The USPS has provided no independent legal support for this contention. Instead, the argument goes to the heart of this case's question: whether the USPS interfered with Ms. Metroka-Cantelli's right to FMLA leave by terminating her before she could take the leave. On one hand, "[a]n employee lawfully may be dismissed, preventing him from exercising his statutory rights to FMLA leave or reinstatement, but only if the dismissal would have occurred regardless of the employee's request for or taking of FMLA leave." Arban, 345 F.3d at 401. On the other hand, if the plaintiff can point to some evidence that the pending FMLA leave prompted the dismissal, the USPS is not entitled to summary judgment.
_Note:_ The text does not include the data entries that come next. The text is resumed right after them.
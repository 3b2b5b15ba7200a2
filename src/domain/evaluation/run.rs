//! A completed evaluation run

use chrono::{DateTime, Utc};
use serde::{Deserialize, Serialize};

use super::{CaseEvaluation, RunSummary};
use crate::domain::classifier::Approach;
use crate::domain::test_case::TestCase;

/// Unique identifier for a run
#[derive(Debug, Clone, PartialEq, Eq, Hash, Serialize, Deserialize)]
#[serde(transparent)]
pub struct RunId(String);

impl RunId {
    pub fn generate() -> Self {
        Self(format!("run-{}", uuid::Uuid::new_v4()))
    }

    pub fn as_str(&self) -> &str {
        &self.0
    }
}

impl std::fmt::Display for RunId {
    fn fmt(&self, f: &mut std::fmt::Formatter<'_>) -> std::fmt::Result {
        write!(f, "{}", self.0)
    }
}

/// The `-k` / `-m` expressions a run was started with
#[derive(Debug, Clone, Default, PartialEq, Eq, Serialize, Deserialize)]
pub struct SelectionInfo {
    #[serde(skip_serializing_if = "Option::is_none")]
    pub keyword: Option<String>,
    #[serde(skip_serializing_if = "Option::is_none")]
    pub marker: Option<String>,
}

/// Identifier of one assertion, e.g. `rag::generic[pipettes]`
pub fn assertion_id(test_case: &TestCase, approach: Approach) -> String {
    format!("{}::{}", approach, test_case.id())
}

/// Everything the reporters need about a finished run
#[derive(Debug, Clone)]
pub struct EvaluationRun {
    pub run_id: RunId,
    pub started_at: DateTime<Utc>,
    pub duration_ms: f64,
    pub selection: SelectionInfo,
    pub slow_threshold_ms: f64,
    /// Cases selected for the run
    pub collected: usize,
    /// Set when `--maxfail` stopped scheduling
    pub stopped_early: bool,
    /// Evaluated cases in registry order
    pub evaluations: Vec<CaseEvaluation>,
    pub summary: RunSummary,
}

impl EvaluationRun {
    pub fn new(
        started_at: DateTime<Utc>,
        selection: SelectionInfo,
        slow_threshold_ms: f64,
        collected: usize,
        mut evaluations: Vec<CaseEvaluation>,
    ) -> Self {
        evaluations.sort_by_key(|e| e.index);
        let summary = RunSummary::from_evaluations(&evaluations);
        let duration_ms = (Utc::now() - started_at).num_milliseconds().max(0) as f64;

        Self {
            run_id: RunId::generate(),
            started_at,
            duration_ms,
            selection,
            slow_threshold_ms,
            collected,
            stopped_early: false,
            evaluations,
            summary,
        }
    }

    pub fn with_stopped_early(mut self, stopped_early: bool) -> Self {
        self.stopped_early = stopped_early;
        self
    }

    pub fn with_duration_ms(mut self, duration_ms: f64) -> Self {
        self.duration_ms = duration_ms;
        self
    }

    /// True when no selected assertion failed
    pub fn succeeded(&self) -> bool {
        !self.summary.has_failures()
    }
}

#[cfg(test)]
mod tests {
    use super::*;
    use crate::domain::evaluation::{Checks, EvaluationResult, Outcome};
    use crate::domain::test_case::QueryType;

    fn passing(approach: Approach) -> EvaluationResult {
        EvaluationResult {
            approach,
            detected_category: None,
            confidence: 0.0,
            filter_applied: false,
            reasoning: None,
            duration_ms: 10.0,
            outcome: Outcome::Pass,
            failures: Vec::new(),
            checks: Checks {
                category_correct: true,
                filter_decision_correct: true,
                confidence_meets_threshold: true,
            },
            slow: false,
        }
    }

    fn evaluation(index: usize) -> CaseEvaluation {
        CaseEvaluation {
            index,
            test_case: TestCase::unfiltered(format!("q{}", index), QueryType::Ambiguous, 0.0),
            old: passing(Approach::Old),
            rag: passing(Approach::Rag),
            old_selected: true,
            rag_selected: true,
        }
    }

    #[test]
    fn test_run_sorts_evaluations() {
        let run = EvaluationRun::new(
            Utc::now(),
            SelectionInfo::default(),
            5000.0,
            3,
            vec![evaluation(2), evaluation(0), evaluation(1)],
        );

        let indices: Vec<usize> = run.evaluations.iter().map(|e| e.index).collect();
        assert_eq!(indices, vec![0, 1, 2]);
        assert_eq!(run.summary.assertions(), 6);
        assert!(run.succeeded());
        assert!(run.run_id.as_str().starts_with("run-"));
    }

    #[test]
    fn test_assertion_id() {
        let case = TestCase::filtered("pipettes", QueryType::Generic, "Pipettes", 0.8);
        assert_eq!(assertion_id(&case, Approach::Rag), "rag::generic[pipettes]");
    }
}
Id. at 402.
In effect, the USPS is saying that if it could terminate Ms. Metroka-Cantelli for any legitimate reason, then, by terminating her, it could not have interfered with any right to take FMLA leave that occurs after the termination. (Motion, Doc. 33 at 10-11.) By this logic, if an employer had to make a reduction in force, it could intentionally choose to eliminate the one person who had upcoming FMLA leave just to avoid the employee's exercise of that leave. This is in direct contradiction to the prohibition against interfering with an employee's exercise of her FMLA rights, 29 U.S.C. § 2615(a), and the outcome in Arban. 385 F.3d at 402 ("[T]he jury was entitled to find in Arban's favor if he presented sufficient evidence to establish that he was denied his substantive rights under the FMLA for a reason connected with his FMLA leave." (citation and quotation marks omitted)).
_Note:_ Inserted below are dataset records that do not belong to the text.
//! Classifier adapter trait

use async_trait::async_trait;
use serde::{Deserialize, Serialize};

use crate::domain::error::DomainError;

#[cfg(test)]
use mockall::automock;

/// Classification strategy under evaluation
#[derive(Debug, Clone, Copy, PartialEq, Eq, Hash, PartialOrd, Ord, Serialize, Deserialize)]
#[serde(rename_all = "lowercase")]
pub enum Approach {
    /// Confidence derived from the ratio of matching results
    Old,
    /// LLM classification over retrieved context
    Rag,
}

impl Approach {
    pub const ALL: [Approach; 2] = [Approach::Old, Approach::Rag];

    pub fn as_str(&self) -> &'static str {
        match self {
            Approach::Old => "old",
            Approach::Rag => "rag",
        }
    }

    pub fn label(&self) -> &'static str {
        match self {
            Approach::Old => "OLD (confidence-based)",
            Approach::Rag => "RAG (LLM-based)",
        }
    }
}

impl std::fmt::Display for Approach {
    fn fmt(&self, f: &mut std::fmt::Formatter<'_>) -> std::fmt::Result {
        write!(f, "{}", self.as_str())
    }
}

/// What a classifier reports for a single query
#[derive(Debug, Clone, Default, PartialEq, Serialize, Deserialize)]
pub struct Classification {
    /// Detected category, if any
    #[serde(default)]
    pub category: Option<String>,
    /// Confidence score (0-1)
    #[serde(default)]
    pub confidence: f64,
    /// Whether the category filter was applied to the search
    #[serde(default)]
    pub filter_applied: bool,
    /// LLM justification (RAG only)
    #[serde(default, skip_serializing_if = "Option::is_none")]
    pub reasoning: Option<String>,
    /// Time reported by the classifier itself
    #[serde(default)]
    pub duration_ms: f64,
}

impl Classification {
    pub fn new(category: Option<String>, confidence: f64, filter_applied: bool) -> Self {
        Self {
            category,
            confidence,
            filter_applied,
            reasoning: None,
            duration_ms: 0.0,
        }
    }

    pub fn with_reasoning(mut self, reasoning: impl Into<String>) -> Self {
        self.reasoning = Some(reasoning.into());
        self
    }

    pub fn with_duration_ms(mut self, duration_ms: f64) -> Self {
        self.duration_ms = duration_ms;
        self
    }
}

/// Shared capability of both classification strategies
#[cfg_attr(test, automock)]
#[async_trait]
pub trait ClassifierAdapter: Send + Sync {
    /// Which approach this adapter stands for
    fn approach(&self) -> Approach;

    /// Classify a single query
    async fn classify(&self, query: &str) -> Result<Classification, DomainError>;
}

#[cfg(test)]
mod tests {
    use super::*;

    #[test]
    fn test_approach_names() {
        assert_eq!(Approach::Old.to_string(), "old");
        assert_eq!(Approach::Rag.as_str(), "rag");
        assert_eq!(serde_json::to_string(&Approach::Rag).unwrap(), "\"rag\"");
    }

    #[test]
    fn test_classification_builder() {
        let classification = Classification::new(Some("Gloves".to_string()), 0.92, true)
            .with_reasoning("Query names a glove SKU")
            .with_duration_ms(812.0);

        assert_eq!(classification.category.as_deref(), Some("Gloves"));
        assert_eq!(classification.reasoning.as_deref(), Some("Query names a glove SKU"));
        assert_eq!(classification.duration_ms, 812.0);
    }

    #[tokio::test]
    async fn test_mock_adapter() {
        let mut mock = MockClassifierAdapter::new();
        mock.expect_approach().return_const(Approach::Old);
        mock.expect_classify()
            .returning(|_| Ok(Classification::new(None, 0.0, false)));

        assert_eq!(mock.approach(), Approach::Old);
        let result = mock.classify("clear").await.unwrap();
        assert!(!result.filter_applied);
    }
}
The USPS does not dispute that Ms. Metroka-Cantelli's longevity and hours worked with the USPS qualified her for FMLA leave, had it not terminated her. It also does not dispute her pregnancy and the fact that she would have been entitled to FMLA leave upon the arrival of her child. The USPS has provided no legal authority and the Court cannot otherwise find legal authority holding Ms. Metroka-Cantelli was not entitled to FMLA leave at the time of her due date just because the USPS terminated her prior. Therefore, for these purposes, Ms. Metroka-Cantelli can show some evidence she was an eligible employee who would have been entitled to FMLA leave.
b. Notice to the USPS
The USPS claims Ms. Metroka-Cantelli did not give it notice that she wished to take FMLA leave. The record does not support this argument. The USPS itself submitted Ms. Metroka-Cantelli's supervisor's declaration where she says: "[s]ometime in March or April of 2010, Plaintiff told me that she was pregnant and I suggested that Plaintiff apply for FMLA leave." (Gliatta Decl., Doc. 33-1 at ¶ 6.)
The USPS invokes case law holding an employer can terminate or discipline an employee who fails to follow the employer's FMLA leave request procedure and stops showing up to work. Srouder, 725 F.3d at 615 (citing 29 C.F.R. § 825.302(d)). This is not at issue here, however; Ms. Metroka-Cantelli first told the USPS of her upcoming leave request around three months before she would have taken it and she still had plenty of time to put in a proper request for leave before the due date. She did not properly request leave according to USPS policy, but she also did not miss work or claim entitlement to leave, so the Srouder.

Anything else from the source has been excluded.